Kim’s PPP entry project, “Bow,” a tale of love, jealousy and compassion between a 60-year-old man and a 16-year-old girl secured the Pusan Award, worth $20,000, and the Korean Filmmaking Assist Project Award sponsored by Sony, valued at $10,000.

Running Nov. 12-14, concurrently with the 6th Pusan Intl. Film Festival (which unspooled Nov. 9-17), this year’s PPP — part market, part development hothouse — proved that its organizers can let it grow without killing the cozy and congenial atmosphere that’s a big reason for its success.

“It has been the best PPP so far,” says Philippe Bober, the CEO of Paris- and Berlin-based the Coproduction Office. Bober discovered Ye Lou’s festival-award winning “Suzhou River,” which was released by Strand in the U.S., at the first PPP three years ago.

Like most other PPP attendees, Bober is flying home with several projects under consideration.

If the awards are important, the networking and project pitching during the PPP are its lifeblood.

The lineup of execs was catnip to Asian filmmakers, and included Dimension Films’ VP of production Jim Powers, Miramax Films China rep Dede Nickerson and Columbia Pictures Film Production Asia’s development executive Norman Wang, who sat in on a pitching session.

Korea’s leading production and distribution companies, such as CJ Entertainment, Cinema Service, Cineclick and Mirovision, as well as BOM Film and Myung Film, took advantage of newly expanded meeting areas that functioned as a de facto market.

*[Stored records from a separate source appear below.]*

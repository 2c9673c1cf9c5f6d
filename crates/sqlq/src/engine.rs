//! SQLite glue: run one statement into a bounded text grid, classify
//! failures, and the synchronous one-shot query path.

use std::thread;
use std::time::{Duration, Instant};

use rusqlite::types::ValueRef;
use rusqlite::{Connection, ErrorCode};

use crate::config::{Config, GridLimits};
use crate::error::{Error, Result};
use crate::registry::{DbHandle, HandleRegistry};

/// Rows of column text, in step order.
pub type ResultGrid = Vec<Vec<String>>;

/// Pause between busy retries on the synchronous path.
const BUSY_BACKOFF: Duration = Duration::from_millis(1);

/// Whether `err` is one of the engine's transient "try again" statuses.
pub(crate) fn is_busy(err: &rusqlite::Error) -> bool {
    matches!(
        err.sqlite_error_code(),
        Some(ErrorCode::DatabaseBusy | ErrorCode::DatabaseLocked)
    )
}

/// Prepare `query` and step it to completion.
///
/// With `capture` set, up to `limits.max_rows` rows of up to
/// `limits.max_columns` columns are kept. Stepping always runs to the end so
/// writes take full effect even when nothing is captured.
pub(crate) fn run_query(
    conn: &Connection,
    query: &str,
    capture: bool,
    limits: GridLimits,
) -> rusqlite::Result<ResultGrid> {
    let mut stmt = conn.prepare(query)?;
    let columns = stmt.column_count().min(limits.max_columns);
    let mut rows = stmt.raw_query();
    let mut grid = ResultGrid::new();

    while let Some(row) = rows.next()? {
        if !capture || grid.len() >= limits.max_rows {
            continue;
        }
        let mut values = Vec::with_capacity(columns);
        for index in 0..columns {
            values.push(column_text(row.get_ref(index)?));
        }
        grid.push(values);
    }
    Ok(grid)
}

/// Text rendering of one column value. NULL reads as the empty string.
fn column_text(value: ValueRef<'_>) -> String {
    match value {
        ValueRef::Null => String::new(),
        ValueRef::Integer(v) => v.to_string(),
        ValueRef::Real(v) => real_text(v),
        ValueRef::Text(bytes) | ValueRef::Blob(bytes) => {
            String::from_utf8_lossy(bytes).into_owned()
        }
    }
}

/// A REAL as SQLite's own text conversion renders it (`%!.15g`): 15
/// significant digits, always a decimal point, and a signed two-digit
/// exponent outside `1e-4..1e15`.
fn real_text(v: f64) -> String {
    if v == 0.0 {
        return "0.0".to_string();
    }
    if v.is_infinite() {
        return if v > 0.0 { "Inf" } else { "-Inf" }.to_string();
    }

    // Rounding to 15 digits can carry into the exponent, so read it back.
    let scientific = format!("{v:.14e}");
    let (mantissa, exponent) = scientific.split_once('e').unwrap_or((scientific.as_str(), "0"));
    let exponent: i32 = exponent.parse().unwrap_or(0);

    if (-4..15).contains(&exponent) {
        let decimals = (14 - exponent) as usize;
        with_point(trim_fraction(&format!("{v:.decimals$}")))
    } else {
        let sign = if exponent < 0 { '-' } else { '+' };
        format!(
            "{}e{sign}{:02}",
            with_point(trim_fraction(mantissa)),
            exponent.unsigned_abs()
        )
    }
}

fn trim_fraction(digits: &str) -> &str {
    if digits.contains('.') {
        digits.trim_end_matches('0').trim_end_matches('.')
    } else {
        digits
    }
}

fn with_point(digits: &str) -> String {
    if digits.contains('.') {
        digits.to_string()
    } else {
        format!("{digits}.0")
    }
}

/// Run `query` on the caller's thread, retrying busy statuses until
/// `config.busy_timeout` has elapsed.
pub fn query_sync(
    registry: &HandleRegistry,
    handle: DbHandle,
    query: &str,
    config: &Config,
) -> Result<ResultGrid> {
    let conn = registry.get(handle).ok_or(Error::UnknownHandle(handle))?;
    let started = Instant::now();

    loop {
        let result = run_query(&conn.lock(), query, true, config.limits());
        match result {
            Ok(grid) => return Ok(grid),
            Err(err) if is_busy(&err) => {
                if started.elapsed() > config.busy_timeout {
                    return Err(Error::Timeout {
                        query: query.to_string(),
                        message: err.to_string(),
                    });
                }
                thread::sleep(BUSY_BACKOFF);
            }
            Err(err) => {
                return Err(Error::Query {
                    query: query.to_string(),
                    message: err.to_string(),
                })
            }
        }
    }
}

The first-time presence of international festival heavyweights added to the growing prestige of both the PPP and Pusan fest. Cannes’ artistic director Thierry Fremeaux and Berlin’s Dieter Kosslick were in town, both accompanied by their programming teams.

“It’s very impressive and the best place to select Asian films,” Kosslick said.

Another 23 festivals sent execs to feel the Pusan beat.

Two panel discussions dealt with the film industries in Thailand and Korea, which are both experiencing a renaissance. Both countries sport a new generation of directors with fresh ideas and more readily available production coin who make films that beat U.S. imports at the local box office.

The PPP also saw Kim Ki-Duk share the Pusan Award with Taiwan’s Lin Cheng-Sheng, whose “The Moon Also Rises” is a tale of a complex mother-daughter relationship set in postwar Taiwan.

Iranian director Kambozia Partovi’s project “The Truck,” set in Afghanistan, nabbed the Hubert Bals Fund Award, sponsored by the Rotterdam Intl. Film Festival’s Balsfoundation. It’s worth 10,000 euros ($8,800).

There were seven other winners from the field of 19 pre-selected entries.